About this exercise ▸ In the data, find each line where the word "PathBuf" appears and list that line.

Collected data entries
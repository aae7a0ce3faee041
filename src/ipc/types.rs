use std::path::PathBuf;

use rusqlite::Connection;
use serde::Deserialize;

#[derive(Debug, Deserialize, Clone)]
pub struct Request {
    pub id: String,
    pub method: String,
    #[serde(default)]
    pub params: serde_json::Value,
    /// Caller identity as supplied by the host shell; validated per method.
    #[serde(default)]
    pub actor: Option<serde_json::Value>,
}

pub struct AppState {
    pub workspace: Option<PathBuf>,
    pub db: Option<Connection>,
}
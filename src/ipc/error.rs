use serde_json::json;

use crate::report::ReportError;

pub fn ok(id: &str, result: serde_json::Value) -> serde_json::Value {
    json!({
        "id": id,
        "ok": true,
        "result": result
    })
}

pub fn err(
    id: &str,
    code: &str,
    message: impl Into<String>,
    details: Option<serde_json::Value>,
) -> serde_json::Value {
    let mut error = json!({
        "code": code,
        "message": message.into(),
    });
    if let Some(d) = details {
        error["details"] = d;
    }
    json!({
        "id": id,
        "ok": false,
        "error": error,
    })
}

pub fn report_err(id: &str, e: &ReportError) -> serde_json::Value {
    if let ReportError::Storage(inner) = e {
        tracing::error!(request_id = %id, error = ?inner, "storage failure");
    }
    err(id, e.code(), e.to_string(), e.details())
}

Solved problem ▸
use std::path::PathBuf;
    pub workspace: Option<PathBuf>,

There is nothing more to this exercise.